*** Block opens ***
//! The `morph config` command for configuration management.

use clap::{Args, Subcommand};
use morph_core::Config;

/// Arguments for the `config` command.
#[derive(Args, Debug)]
pub struct ConfigArgs {
    #[command(subcommand)]
    pub command: ConfigCommand,
}

/// Subcommands for configuration management.
#[derive(Subcommand, Debug)]
pub enum ConfigCommand {
    /// Display current configuration
    Show,

    /// Show config file path
    Path,

    /// Initialize a new config file with defaults
    Init {
        /// Overwrite existing config file
        #[arg(long)]
        force: bool,
    },
}

/// Execute the config command.
pub fn execute(args: ConfigArgs) -> anyhow::Result<()> {
    match args.command {
        ConfigCommand::Show => {
            let config = Config::load()?;
            let toml = config.to_toml()?;
            println!("{}", toml);
        }

        ConfigCommand::Path => {
            let path = Config::default_path();
            println!("{}", path.display());
        }

        ConfigCommand::Init { force } => {
            let path = Config::default_path();

            if path.exists() && !force {
                anyhow::bail!(
                    "Config file already exists at: {}\nUse --force to overwrite.",
                    path.display()
                );
            }

            if let Some(parent) = path.parent() {
                std::fs::create_dir_all(parent)?;
            }

            let config = Config::default();
            let toml = config.to_toml()?;
            std::fs::write(&path, toml)?;

            tracing::info!("Config file created at: {}", path.display());
            println!("Configuration initialized at: {}", path.display());
        }
    }

    Ok(())
}
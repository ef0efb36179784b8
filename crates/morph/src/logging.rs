//! Logging initialization via the `tracing` ecosystem.

use tracing_subscriber::{fmt, prelude::*, EnvFilter};

/// Initialize the logging subsystem.
///
/// Log output goes to stderr (stdout is reserved for data output), and the
/// RUST_LOG environment variable can override the level.
pub fn init(verbose: bool, json_format: bool) {
    let default_level = if verbose { "debug" } else { "info" };
    let filter =
        EnvFilter::try_from_default_env().unwrap_or_else(|_| EnvFilter::new(default_level));

    if json_format {
        tracing_subscriber::registry()
            .with(filter)
            .with(fmt::layer().json().with_writer(std::io::stderr))
            .init();
    } else {
        tracing_subscriber::registry()
            .with(filter)
            .with(
                fmt::layer()
                    .with_target(false)
                    .with_writer(std::io::stderr)
                    .with_ansi(true),
            )
            .init();
    }
}

/// Initialize logging with settings from the config file, with CLI overrides.
pub fn init_from_config(
    config: &morph_core::Config,
    verbose_override: bool,
    json_logs_override: bool,
) {
    let verbose =
        verbose_override || config.logging.level == "debug" || config.logging.level == "trace";
    let json_format = json_logs_override || config.logging.format == "json";
    init(verbose, json_format);
}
*** Block closes ***
** WORK ITEM **
The answer must be every line from the entries above that holds the string "toml".

** RESULT OF THE EXERCISE **
            let toml = config.to_toml()?;
            println!("{}", toml);
            let toml = config.to_toml()?;
            std::fs::write(&path, toml)?;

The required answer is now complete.